Isolation, characterization, and crystallization of ribulosebisphosphate carboxylase from autotrophically grown Rhodospirillum rubrum

Abstract

Serial culture of R. rubrum with 2% CO2 in H2 as the exclusive C source resulted in a rather large fraction of the soluble protein (> 40%) being comprised of ribulosebisphosphate carboxylase [EC 4.1.1.39] (about 6-fold higher than the highest value previously reported). Isolation of the enzyme from these cells revealed that it has physical and kinetic properties similar to those previously described for the enzyme derived from cells grown on butyrate. Notably, the small subunit (which is a constituent of the carboxylase from eukaryotes and most prokaryotes) was absent in the enzyme from autotrophically grown R. rubrum.
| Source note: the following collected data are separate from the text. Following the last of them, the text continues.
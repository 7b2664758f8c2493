//! Research-then-answer orchestration for a single task.

use std::sync::Arc;

use scout_core::{
    ChatModel, Config, NoopObserver, ResearchTranscript, RunObserver, ScoutError, Task,
    Termination, ToolBox,
};
use serde::Serialize;
use tracing::{info, instrument};
use uuid::Uuid;

use crate::agent_context::AgentContext;
use crate::answer::AnswerAgent;
use crate::research::ResearchAgent;

/// Everything a finished run produced.
#[derive(Debug, Clone, PartialEq, Eq, Serialize)]
pub struct RunReport {
    pub run_id: Uuid,
    pub answer: String,
    pub transcript: ResearchTranscript,
    pub termination: Termination,
}

/// Runs research then answer synthesis, strictly in sequence.
pub struct Pipeline {
    research: ResearchAgent,
    answer: AnswerAgent,
    observer: Arc<dyn RunObserver>,
}

impl Pipeline {
    pub fn new(research: ResearchAgent, answer: AnswerAgent) -> Self {
        Self {
            research,
            answer,
            observer: Arc::new(NoopObserver),
        }
    }

    /// Wire both agents from configuration.
    ///
    /// `observer` receives agent notifications and is also attached to the tool box.
    pub fn from_config(
        config: &Config,
        research_model: Arc<dyn ChatModel>,
        answer_model: Arc<dyn ChatModel>,
        tools: ToolBox,
        observer: Arc<dyn RunObserver>,
    ) -> Self {
        let tools = Arc::new(tools.with_observer(observer.clone()));
        let research = ResearchAgent::from_config(research_model, tools, config);
        let answer = AnswerAgent::from_config(answer_model, config);
        Self::new(research, answer).with_observer(observer)
    }

    pub fn with_observer(mut self, observer: Arc<dyn RunObserver>) -> Self {
        self.observer = observer;
        self
    }

    pub async fn run(&self, task: Task) -> Result<RunReport, ScoutError> {
        self.run_with_id(task, Uuid::new_v4()).await
    }

    #[instrument(skip_all, fields(run_id = %run_id))]
    pub async fn run_with_id(&self, task: Task, run_id: Uuid) -> Result<RunReport, ScoutError> {
        info!(task = %scout_core::preview(task.question(), 120), "run started");
        let context = AgentContext::new(task, self.observer.clone()).with_run_id(run_id);

        let research = self.research.run(&context).await?;
        let answer = self.answer.synthesise(&context, &research.transcript).await?;

        info!(termination = research.termination.label(), "run finished");
        Ok(RunReport {
            run_id,
            answer,
            transcript: research.transcript,
            termination: research.termination,
        })
    }
}
use std::path::PathBuf;

use serde::{Deserialize, Serialize};
use thiserror::Error;

/// Core error type for Scout. Every variant is fatal to a run.
#[derive(Debug, Error)]
pub enum ScoutError {
    #[error("configuration error: {0}")]
    InvalidConfiguration(String),
    #[error("missing environment variable: {0}")]
    MissingSecret(String),
    #[error("I/O error while reading {path}: {source}")]
    ConfigIo {
        path: PathBuf,
        #[source]
        source: std::io::Error,
    },
    #[error("research failed: {0}")]
    Research(#[source] LlmError),
    #[error("answer synthesis failed: {0}")]
    Synthesis(String),
}

impl ScoutError {
    pub fn config_io(path: PathBuf, source: std::io::Error) -> Self {
        Self::ConfigIo { path, source }
    }

    /// Whether the error belongs to the configuration family.
    pub fn is_configuration(&self) -> bool {
        matches!(
            self,
            Self::InvalidConfiguration(_) | Self::MissingSecret(_) | Self::ConfigIo { .. }
        )
    }
}

/// Failure of a single tool call.
///
/// These never abort a run: the research agent writes them into the
/// transcript so the model can react on its next turn.
#[derive(Debug, Clone, PartialEq, Eq, Error, Serialize, Deserialize)]
#[serde(tag = "kind", content = "detail", rename_all = "snake_case")]
pub enum ToolError {
    #[error("network error: {0}")]
    Network(String),
    #[error("provider error{}: {message}", http_suffix(.status))]
    Provider {
        status: Option<u16>,
        message: String,
    },
    #[error("fetch failed: {0}")]
    Fetch(String),
    #[error("could not extract content: {0}")]
    Parse(String),
    #[error("file not found: {0}")]
    NotFound(String),
    #[error("file {path} is {size} bytes, limit is {limit}")]
    TooLarge { path: String, size: u64, limit: u64 },
    #[error("invalid arguments: {0}")]
    InvalidArguments(String),
    #[error("unknown tool: {0}")]
    UnknownTool(String),
}

impl ToolError {
    /// Short machine-readable tag, used in transcripts and traces.
    pub fn kind(&self) -> &'static str {
        match self {
            ToolError::Network(_) => "network_error",
            ToolError::Provider { .. } => "provider_error",
            ToolError::Fetch(_) => "fetch_error",
            ToolError::Parse(_) => "parse_error",
            ToolError::NotFound(_) => "not_found",
            ToolError::TooLarge { .. } => "too_large",
            ToolError::InvalidArguments(_) => "invalid_arguments",
            ToolError::UnknownTool(_) => "unknown_tool",
        }
    }
}

fn http_suffix(status: &Option<u16>) -> String {
    status.map(|code| format!(" (HTTP {code})")).unwrap_or_default()
}

/// Errors at the language-model boundary.
#[derive(Debug, Error)]
pub enum LlmError {
    #[error("request to model provider failed: {0}")]
    Network(String),
    #[error("model provider returned {status}: {body}")]
    Provider { status: u16, body: String },
    #[error("invalid model response: {0}")]
    InvalidResponse(String),
}

impl LlmError {
    pub fn is_auth(&self) -> bool {
        matches!(self, LlmError::Provider { status, .. } if *status == 401 || *status == 403)
    }
}

#[cfg(test)]
mod tests {
    use super::*;

    #[test]
    fn tool_error_round_trips_through_json() {
        let err = ToolError::TooLarge {
            path: "data/big.csv".into(),
            size: 4_000_000,
            limit: 1_048_576,
        };
        let json = serde_json::to_value(&err).unwrap();
        assert_eq!(json["kind"], "too_large");
        let back: ToolError = serde_json::from_value(json).unwrap();
        assert_eq!(back, err);
    }

    #[test]
    fn provider_error_mentions_status_when_known() {
        let with_status = ToolError::Provider {
            status: Some(429),
            message: "rate limited".into(),
        };
        assert_eq!(with_status.to_string(), "provider error (HTTP 429): rate limited");

        let without = ToolError::Provider {
            status: None,
            message: "search is not configured".into(),
        };
        assert_eq!(without.to_string(), "provider error: search is not configured");
    }

    #[test]
    fn configuration_family_is_detected() {
        assert!(ScoutError::MissingSecret("OPENAI_API_KEY".into()).is_configuration());
        assert!(!ScoutError::Synthesis("empty".into()).is_configuration());
    }

    #[test]
    fn auth_failures_are_flagged() {
        let err = LlmError::Provider {
            status: 401,
            body: "invalid key".into(),
        };
        assert!(err.is_auth());
        assert!(!LlmError::Network("reset".into()).is_auth());
    }
}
Edman degradation of the purified enzyme revealed that the NH2 terminus is free (unlike the catalytic subunit of the carboxylase from eukaryotes) and that the NH2-terminal sequence is Met-Asp-Gln-Ser-Ser-Arg-Tyr-Val-Asn-Leu-Ala-Leu-Lys-Glu-Glu-Asp-Leu-Ile-Ala-Gly-Gly-Glx-His-Val-Leu-. Crystals of the enzyme were readily obtained by dialysis against distilled water.